EXERCISE MATERIAL >>

Content starts

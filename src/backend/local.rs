// src/backend/local.rs

//! Local job service
//!
//! Every job gets a directory below the service root:
//!
//! ```text
//! <root>/<id>/tasks/NN-<name>.sh   one script per task
//! <root>/<id>/run.sh               runs the tasks in order
//! <root>/<id>/job.sh               applies the timeout, writes `status`
//! <root>/<id>/status               current status, replaced atomically
//! <root>/<id>/pid                  pid of the job.sh process
//! <root>/<id>/log.txt              output of all tasks
//! ```
//!
//! Status lives on disk so that any process (the server, a CLI callback,
//! a later `reconcile`) can poll jobs started by another one.

use super::{JobBackend, JobSpec, JobStatus};
use crate::error::{Error, Result};
use fs2::FileExt;
use std::fs::{self, File, OpenOptions};
use std::io::{Read, Seek, SeekFrom, Write};
use std::path::{Path, PathBuf};
use std::process::{Command, Stdio};
use std::thread;
use tracing::{debug, info, warn};

/// Environment variable holding the job id inside local jobs
pub const JOB_ID_VAR: &str = "BUILDFARM_JOB_ID";

const STATUS_FILE: &str = "status";
const PID_FILE: &str = "pid";
const LOG_FILE: &str = "log.txt";
const COUNTER_FILE: &str = "next_id";

const RUN_SCRIPT: &str = r#"#!/bin/sh
for task in tasks/*.sh; do
    echo ">>> $task"
    sh -e "$task" || exit 1
done
"#;

/// Job service running jobs as detached shell processes
pub struct LocalBackend {
    root: PathBuf,
}

impl LocalBackend {
    pub fn new(root: impl Into<PathBuf>) -> Self {
        Self { root: root.into() }
    }

    pub fn job_dir(&self, job_id: i64) -> PathBuf {
        self.root.join(job_id.to_string())
    }

    /// Allocate the next job id, safe across processes
    fn next_id(&self) -> Result<i64> {
        fs::create_dir_all(&self.root)?;
        let mut file = OpenOptions::new()
            .read(true)
            .write(true)
            .create(true)
            .truncate(false)
            .open(self.root.join(COUNTER_FILE))?;
        file.lock_exclusive()
            .map_err(|e| Error::IoError(format!("Failed to lock job counter: {e}")))?;

        let mut content = String::new();
        file.read_to_string(&mut content)?;
        let id = match content.trim() {
            "" => 1,
            s => s
                .parse::<i64>()
                .map_err(|e| Error::BackendError(format!("Corrupt job counter {s:?}: {e}")))?,
        };

        file.set_len(0)?;
        file.seek(SeekFrom::Start(0))?;
        writeln!(file, "{}", id + 1)?;
        file.sync_all()?;
        // the lock goes away with the handle
        Ok(id)
    }

    fn job_script(timeout_secs: u64) -> String {
        format!(
            r#"#!/bin/sh
set_status() {{
    printf '%s\n' "$1" > {STATUS_FILE}.tmp && mv {STATUS_FILE}.tmp {STATUS_FILE}
}}
set_status running
timeout {timeout_secs} sh ./run.sh
rc=$?
case $rc in
    0) set_status success ;;
    124) set_status timeout ;;
    *) set_status failed ;;
esac
exit $rc
"#
        )
    }

    fn write_status(dir: &Path, status: JobStatus) -> Result<()> {
        let tmp = dir.join(format!("{STATUS_FILE}.tmp"));
        fs::write(&tmp, format!("{status}\n"))?;
        fs::rename(&tmp, dir.join(STATUS_FILE))?;
        Ok(())
    }

    fn prepare(&self, job_id: i64, spec: &JobSpec) -> Result<PathBuf> {
        let dir = self.job_dir(job_id);
        let tasks_dir = dir.join("tasks");
        fs::create_dir_all(&tasks_dir)?;

        for (i, task) in spec.tasks.iter().enumerate() {
            let path = tasks_dir.join(format!("{:02}-{}.sh", i, task.name));
            fs::write(path, &task.script)?;
        }
        fs::write(dir.join("run.sh"), RUN_SCRIPT)?;
        fs::write(dir.join("job.sh"), Self::job_script(spec.timeout.as_secs().max(1)))?;
        fs::write(dir.join("note.txt"), format!("{}\n", spec.note))?;
        Self::write_status(&dir, JobStatus::Queued)?;
        Ok(dir)
    }

    fn process_alive(pid: &str) -> bool {
        let proc_root = Path::new("/proc");
        !proc_root.is_dir() || proc_root.join(pid.trim()).exists()
    }
}

impl JobBackend for LocalBackend {
    fn name(&self) -> &'static str {
        "local"
    }

    fn init(&self) -> Result<()> {
        fs::create_dir_all(&self.root)?;
        Ok(())
    }

    fn submit(&self, spec: &JobSpec) -> Result<i64> {
        let job_id = self.next_id()?;
        let dir = self.prepare(job_id, spec)?;

        let log = File::create(dir.join(LOG_FILE))?;
        let log_err = log.try_clone()?;
        let mut child = Command::new("sh")
            .arg("./job.sh")
            .current_dir(&dir)
            .env(JOB_ID_VAR, job_id.to_string())
            .env("BUILD_BRANCH", &spec.branch)
            .stdin(Stdio::null())
            .stdout(Stdio::from(log))
            .stderr(Stdio::from(log_err))
            .spawn()
            .map_err(|e| Error::BackendError(format!("Failed to start job {job_id}: {e}")))?;

        fs::write(dir.join(PID_FILE), format!("{}\n", child.id()))?;

        // reap the child; the job reports through its status file
        let spawned = thread::Builder::new()
            .name(format!("job-{job_id}"))
            .spawn(move || match child.wait() {
                Ok(status) => debug!("Local job {} exited: {}", job_id, status),
                Err(e) => warn!("Failed to wait for local job {}: {}", job_id, e),
            });
        if let Err(e) = spawned {
            warn!("Failed to spawn reaper for job {}: {}", job_id, e);
        }

        info!("Started local job {} ({})", job_id, spec.name);
        Ok(job_id)
    }

    fn poll(&self, job_id: i64) -> Result<JobStatus> {
        let dir = self.job_dir(job_id);
        let content = fs::read_to_string(dir.join(STATUS_FILE))
            .map_err(|e| Error::BackendError(format!("Unknown local job {job_id}: {e}")))?;
        let status: JobStatus = content.parse()?;

        if matches!(status, JobStatus::Queued | JobStatus::Running)
            && let Ok(pid) = fs::read_to_string(dir.join(PID_FILE))
            && !Self::process_alive(&pid)
        {
            warn!("Local job {} vanished while {}", job_id, status);
            return Ok(JobStatus::Failed);
        }

        Ok(status)
    }

    fn link(&self, job_id: i64) -> String {
        format!("file://{}", self.job_dir(job_id).join(LOG_FILE).display())
    }
}
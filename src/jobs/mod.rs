// src/jobs/mod.rs

//! Job dispatch and status sync
//!
//! Every job the farm starts goes through `run`: the rate limiter looks at
//! the audit log first, the task scripts are normalized, the job service
//! gets the job, and the submission is logged. The task templates for each
//! kind of job live in the submodules; the scheduler only sees task names.

pub mod build_image;
pub mod build_package;
pub mod get_depends;
pub mod repo_bootstrap;
pub mod sign_index;

use crate::api::Endpoint;
use crate::backend::{self, BackendKind, JobOutcome, JobSpec, Task};
use crate::db::models::{
    Image, ImageStatus, LogEntry, Package, PackageStatus, RepoBootstrap, RepoBootstrapStatus,
};
use crate::error::{Error, Result};
use crate::farm::BuildFarm;
use crate::repo::RepoKind;
use chrono::Utc;
use rusqlite::Connection;
use tracing::{debug, info, warn};

/// Number of identical recent job starts that trips the rate limiter
pub const RATE_LIMIT_ENTRIES: usize = 10;

/// Indent removed from task scripts
const TASK_INDENT: usize = 12;

/// Identity fields stored with a job submission
#[derive(Debug, Clone, Default, PartialEq, Eq)]
pub struct JobIdentity {
    pub branch: String,
    pub arch: Option<String>,
    pub pkgname: Option<String>,
    pub version: Option<String>,
    pub device: Option<String>,
    pub ui: Option<String>,
    pub dir_name: Option<String>,
    pub splitrepo: Option<String>,
    pub retry_count: Option<i64>,
}

impl JobIdentity {
    pub fn new(branch: &str) -> Self {
        Self {
            branch: branch.to_string(),
            ..Self::default()
        }
    }

    /// Log entry for this identity
    pub fn log_entry(&self, action: &str) -> LogEntry {
        LogEntry {
            arch: self.arch.clone(),
            branch: Some(self.branch.clone()),
            pkgname: self.pkgname.clone(),
            version: self.version.clone(),
            device: self.device.clone(),
            ui: self.ui.clone(),
            dir_name: self.dir_name.clone(),
            splitrepo: self.splitrepo.clone(),
            retry_count: self.retry_count,
            ..LogEntry::new(action)
        }
    }
}

/// Strip the indent of embedded shell code
///
/// Leading and trailing blank lines are dropped, `spaces` leading spaces
/// are removed from every line that has them, and the result ends in
/// exactly one newline.
pub fn remove_additional_indent(script: &str, spaces: usize) -> String {
    let indent = " ".repeat(spaces);
    let lines: Vec<&str> = script
        .lines()
        .skip_while(|line| line.trim().is_empty())
        .map(|line| line.strip_prefix(indent.as_str()).unwrap_or(line))
        .collect();

    let end = lines
        .iter()
        .rposition(|line| !line.trim().is_empty())
        .map_or(0, |i| i + 1);

    let mut ret = String::new();
    for line in &lines[..end] {
        ret.push_str(line);
        ret.push('\n');
    }
    ret
}

/// Quote a string for a POSIX shell
pub fn shell_quote(s: &str) -> String {
    if !s.is_empty()
        && s
            .chars()
            .all(|c| c.is_ascii_alphanumeric() || "-_./=:+@%,".contains(c))
    {
        return s.to_string();
    }
    format!("'{}'", s.replace('\'', r"'\''"))
}

/// Refuse to start the same job over and over
///
/// Trips when the newest `RATE_LIMIT_ENTRIES` log entries all describe
/// starting exactly this job, today (UTC). That only happens when the
/// scheduler is stuck in a loop, so the process must stop.
pub fn check_rate_limit(conn: &Connection, candidate: &LogEntry) -> Result<()> {
    let entries = LogEntry::recent(conn, RATE_LIMIT_ENTRIES)?;
    if entries.len() < RATE_LIMIT_ENTRIES {
        return Ok(());
    }

    let today = Utc::now().date_naive();
    for entry in &entries {
        if entry.day() != Some(today) {
            debug!("Rate limit: job {:?} was not started today", entry.job_id);
            return Ok(());
        }
        if !entry.same_job(candidate) {
            debug!("Rate limit: job {:?} is different", entry.job_id);
            return Ok(());
        }
    }

    LogEntry::new("bug_found_shutting_down").record(conn)?;
    Err(Error::RateLimitTripped(format!(
        "{} was started {} times in a row today, refusing to spam the job service",
        candidate.action, RATE_LIMIT_ENTRIES
    )))
}

/// Start a job and log it; returns the job id
pub fn run(
    farm: &BuildFarm,
    conn: &Connection,
    name: &str,
    note: &str,
    tasks: Vec<Task>,
    identity: &JobIdentity,
) -> Result<i64> {
    let backend = farm.backend();
    info!("[{}] Run job: {} ({})", backend.name(), note, name);

    let action = format!("job_{name}");
    let mut entry = identity.log_entry(&action);
    check_rate_limit(conn, &entry)?;

    let tasks = tasks
        .into_iter()
        .map(|task| Task {
            script: remove_additional_indent(&task.script, TASK_INDENT),
            name: task.name,
        })
        .collect();

    let spec = JobSpec {
        name: name.to_string(),
        note: note.to_string(),
        tasks,
        branch: identity.branch.clone(),
        timeout: farm.config().job_timeout(),
    };
    let job_id = backend.submit(&spec)?;

    entry.job_id = Some(job_id);
    entry.record(conn)?;
    info!("Job link: {}", backend.link(job_id));
    Ok(job_id)
}

/// Environment variable holding the job id inside a job
pub fn job_id_var(farm: &BuildFarm) -> &'static str {
    match farm.config().jobs.service {
        BackendKind::Local => backend::local::JOB_ID_VAR,
        BackendKind::Remote => backend::remote::JOB_ID_VAR,
    }
}

/// Task delivering the job's results to a callback endpoint
///
/// Header values are shell words (quote literals with `shell_quote`).
/// `files` is a shell expression expanding to the paths to upload.
pub fn callback_task(
    farm: &BuildFarm,
    endpoint: Endpoint,
    headers: &[(&str, String)],
    files: &str,
) -> Task {
    let config = farm.config();
    let job_id = format!("\"${}\"", job_id_var(farm));
    let headers = std::iter::once(("Job-Id", job_id))
        .chain(headers.iter().map(|(key, value)| (*key, value.clone())));

    let script = match config.jobs.service {
        BackendKind::Local => {
            let args: Vec<String> = headers
                .map(|(key, value)| format!("-H {key}={value}"))
                .collect();
            format!(
                "
            {} callback {} \\
                {} \\
                {}
            ",
                config.jobs.callback_command,
                endpoint.as_str(),
                args.join(" \\\n                "),
                files
            )
        }
        BackendKind::Remote => {
            let args: Vec<String> = headers
                .map(|(key, value)| format!("-H \"X-Buildfarm-{key}: \"{value}"))
                .collect();
            let url = format!(
                "{}/api/job-callback/{}",
                config.remote.callback_url.trim_end_matches('/'),
                endpoint.as_str()
            );
            format!(
                "
            set --
            for f in {}; do
                set -- \"$@\" -F \"file[]=@$f\"
            done
            curl -fsS \\
                -H \"X-Buildfarm-Token: $(cat ~/.buildfarm_callback_token)\" \\
                {} \\
                \"$@\" \\
                {}
            ",
                files,
                args.join(" \\\n                "),
                shell_quote(&url)
            )
        }
    };

    Task::new("submit", script)
}

/// URL of a repository as seen from inside a job (without arch)
pub fn repo_url(farm: &BuildFarm, kind: RepoKind, branch: &str, splitrepo: Option<&str>) -> String {
    let layout = farm.layout();
    let dir = layout.path(kind, None, branch, splitrepo);
    let relative = dir.strip_prefix(layout.root(kind)).unwrap_or(&dir);
    let base = match kind {
        RepoKind::Wip => &farm.config().jobs.mirror_wip,
        _ => &farm.config().jobs.mirror,
    };
    format!("{}/{}", base.trim_end_matches('/'), relative.display())
}

/// Task printing checksums of the built packages
pub fn checksums_task() -> Task {
    Task::new(
        "checksums",
        r#"
            cd "$(pmbootstrap -q config work)/packages/"
            sha512sum $(find . -name '*.apk')
        "#,
    )
}

/// Shell expression listing the packages built by a job
pub const BUILT_PACKAGES: &str = r#"$(find "$(pmbootstrap -q config work)/packages" -name '*.apk')"#;

/// Sync the status of every building entity with the job service
///
/// Returns the number of entities whose status changed.
pub fn reconcile(farm: &BuildFarm) -> Result<usize> {
    let conn = farm.open_db()?;
    let mut changed = 0;
    changed += reconcile_packages(farm, &conn)?;
    changed += reconcile_images(farm, &conn)?;
    changed += reconcile_repo_bootstraps(farm, &conn)?;
    if changed > 0 {
        info!("Job status sync: {} change(s)", changed);
    }
    Ok(changed)
}

fn reconcile_packages(farm: &BuildFarm, conn: &Connection) -> Result<usize> {
    debug!("Checking if building packages have failed or finished");
    let mut changed = 0;

    for package in Package::list_by_status(conn, PackageStatus::Building)? {
        let Some(job_id) = package.job_id else {
            warn!("{}/{}/{}: building without a job id", package.branch, package.arch, package.pkgname);
            continue;
        };
        let new_status = match farm.backend().poll(job_id)?.outcome() {
            JobOutcome::InProgress => continue,
            JobOutcome::Succeeded => PackageStatus::Built,
            JobOutcome::Failed => PackageStatus::Failed,
        };

        // a callback may have moved the row while we were polling
        let Some(id) = package.id else { continue };
        let Some(mut current) = Package::find_by_id(conn, id)? else {
            continue;
        };
        if current.status != PackageStatus::Building || current.job_id != Some(job_id) {
            continue;
        }

        current.set_status(conn, new_status)?;
        LogEntry::for_package(&current, &format!("job_update_package_status_{new_status}"))
            .record(conn)?;
        changed += 1;
    }
    Ok(changed)
}

fn reconcile_images(farm: &BuildFarm, conn: &Connection) -> Result<usize> {
    debug!("Checking if building images have failed or finished");
    let mut changed = 0;

    for image in Image::list_by_status(conn, ImageStatus::Building)? {
        let Some(job_id) = image.job_id else {
            warn!("{}:{}:{}: building without a job id", image.branch, image.device, image.ui);
            continue;
        };
        let new_status = match farm.backend().poll(job_id)?.outcome() {
            JobOutcome::InProgress => continue,
            JobOutcome::Succeeded => ImageStatus::Published,
            JobOutcome::Failed => ImageStatus::Failed,
        };

        let Some(id) = image.id else { continue };
        let Some(mut current) = Image::find_by_id(conn, id)? else {
            continue;
        };
        if current.status != ImageStatus::Building || current.job_id != Some(job_id) {
            continue;
        }

        current.set_status(conn, new_status)?;
        LogEntry::for_image(&current, &format!("job_update_image_status_{new_status}"))
            .record(conn)?;
        changed += 1;
    }
    Ok(changed)
}

fn reconcile_repo_bootstraps(farm: &BuildFarm, conn: &Connection) -> Result<usize> {
    debug!("Checking if building repo bootstraps have failed or finished");
    let mut changed = 0;

    for rb in RepoBootstrap::list_by_status(conn, RepoBootstrapStatus::Building)? {
        let Some(job_id) = rb.job_id else {
            warn!("{}/{}/{}: building without a job id", rb.branch, rb.splitrepo, rb.arch);
            continue;
        };
        let new_status = match farm.backend().poll(job_id)?.outcome() {
            JobOutcome::InProgress => continue,
            JobOutcome::Succeeded => RepoBootstrapStatus::Built,
            JobOutcome::Failed => RepoBootstrapStatus::Failed,
        };

        let Some(mut current) = RepoBootstrap::find(conn, &rb.arch, &rb.branch, &rb.splitrepo)?
        else {
            continue;
        };
        if current.status != RepoBootstrapStatus::Building || current.job_id != Some(job_id) {
            continue;
        }

        current.set_status(conn, new_status)?;
        LogEntry::for_repo_bootstrap(
            &current,
            &format!("job_update_repo_bootstrap_status_{new_status}"),
        )
        .record(conn)?;
        changed += 1;
    }
    Ok(changed)
}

Content ends

WORK TASK >>
Would you count the lines of the listing above that hold the string "through" and give only the resulting number?

REPLY >>
2